Other measures to reduce the chances of flu in your elderly loved one include;
•Ask the physician about getting a yearly flu shot for your loved one
•Limit visits from kids and small children when they are infected with the flu
•Offer a diet rich in antioxidants (bright colored fruits and vegetables) in order to help build the immune system
•Observe good hand washing techniques and refrain from sharing drinking or eating utensils
The flu can easily be prevented via a flu vaccine, according to the Centers for Disease Control. Make sure to consult with the primary care physician before taking your loved one for a flu shot.
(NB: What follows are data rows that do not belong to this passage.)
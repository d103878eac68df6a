//! Adjustment, accrual, batch, period and reconciliation handlers

use axum::{
    extract::{Path, Query, State},
    http::StatusCode,
    Extension, Json,
};
use chrono::Utc;

use core_kernel::{AccrualId, Actor, BatchId};
use domain_ledger::AccountingPeriod;
use domain_payables::{Accrual, Adjustment, AdjustmentQuery, BatchPayment, StatementReconciliation};

use crate::dto::books::*;
use crate::dto::{parse_id, validated};
use crate::{error::ApiError, AppState};

pub async fn create_adjustment(
    State(state): State<AppState>,
    Extension(actor): Extension<Actor>,
    Json(body): Json<CreateAdjustmentBody>,
) -> Result<(StatusCode, Json<Adjustment>), ApiError> {
    let request = validated(body)?.into_request(state.currency());
    let adjustment = state.adjustments.create_adjustment(request, &actor).await?;
    Ok((StatusCode::CREATED, Json(adjustment)))
}

pub async fn list_adjustments(
    State(state): State<AppState>,
    Query(params): Query<AdjustmentListParams>,
) -> Result<Json<Vec<Adjustment>>, ApiError> {
    let query = AdjustmentQuery::from(params);
    Ok(Json(state.adjustments.list_adjustments(&query).await?))
}

pub async fn create_accrual(
    State(state): State<AppState>,
    Extension(actor): Extension<Actor>,
    Json(body): Json<CreateAccrualBody>,
) -> Result<(StatusCode, Json<Accrual>), ApiError> {
    let request = validated(body)?.into_request(state.currency(), Utc::now().date_naive())?;
    let accrual = state.accruals.create_accrual(request, &actor).await?;
    Ok((StatusCode::CREATED, Json(accrual)))
}

pub async fn list_accruals(
    State(state): State<AppState>,
    Query(params): Query<AccrualListParams>,
) -> Result<Json<Vec<Accrual>>, ApiError> {
    Ok(Json(state.accruals.list_accruals(params.status).await?))
}

pub async fn reverse_accrual(
    State(state): State<AppState>,
    Extension(actor): Extension<Actor>,
    Path(id): Path<String>,
) -> Result<Json<Accrual>, ApiError> {
    let id: AccrualId = parse_id(&id, "accrual")?;
    Ok(Json(state.accruals.reverse_accrual(id, &actor).await?))
}

/// Pays every eligible invoice in full; per-item failures are recorded on the batch
pub async fn run_batch(
    State(state): State<AppState>,
    Extension(actor): Extension<Actor>,
    Json(body): Json<BatchBody>,
) -> Result<(StatusCode, Json<BatchPayment>), ApiError> {
    let body = validated(body)?;
    let batch = state.batches.run_batch(body.invoice_ids, body.method, &actor).await?;
    Ok((StatusCode::CREATED, Json(batch)))
}

pub async fn get_batch(
    State(state): State<AppState>,
    Path(id): Path<String>,
) -> Result<Json<BatchPayment>, ApiError> {
    let id: BatchId = parse_id(&id, "batch")?;
    Ok(Json(state.batches.get_batch(id).await?))
}

pub async fn close_period(
    State(state): State<AppState>,
    Extension(actor): Extension<Actor>,
    Json(body): Json<PeriodBody>,
) -> Result<Json<AccountingPeriod>, ApiError> {
    let body = validated(body)?;
    Ok(Json(state.periods.close_period(body.month, body.year, &actor).await?))
}

pub async fn reopen_period(
    State(state): State<AppState>,
    Extension(actor): Extension<Actor>,
    Json(body): Json<PeriodBody>,
) -> Result<Json<AccountingPeriod>, ApiError> {
    let body = validated(body)?;
    Ok(Json(state.periods.reopen_period(body.month, body.year, &actor).await?))
}

pub async fn list_periods(State(state): State<AppState>) -> Result<Json<Vec<AccountingPeriod>>, ApiError> {
    Ok(Json(state.periods.list_periods().await?))
}

/// Matches an uploaded CSV bank statement against settled payments
pub async fn reconcile_statement(
    State(state): State<AppState>,
    body: String,
) -> Result<Json<StatementReconciliation>, ApiError> {
    if body.trim().is_empty() {
        return Err(ApiError::BadRequest("Statement body is empty".to_string()));
    }
    Ok(Json(state.reconciliation.reconcile_statement(&body).await?))
}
According to the CDC, November is the best month of the year to get vaccinated, but even if you wait until December, it’s still beneficial since most flu occurs in January or later in the winter months. In fact, flu season varies from year to year and can even last through the early spring months.
Not everyone should get a flu shot. Those with an allergy to chicken or eggs or individuals who have had a severe reaction to an influenza vaccine (such as Guillian-Barre’ Syndrome) should refrain from having a flu shot. If you or your loved one has a moderate fever, you should hold off on getting an influenza vaccine until the fever subsides.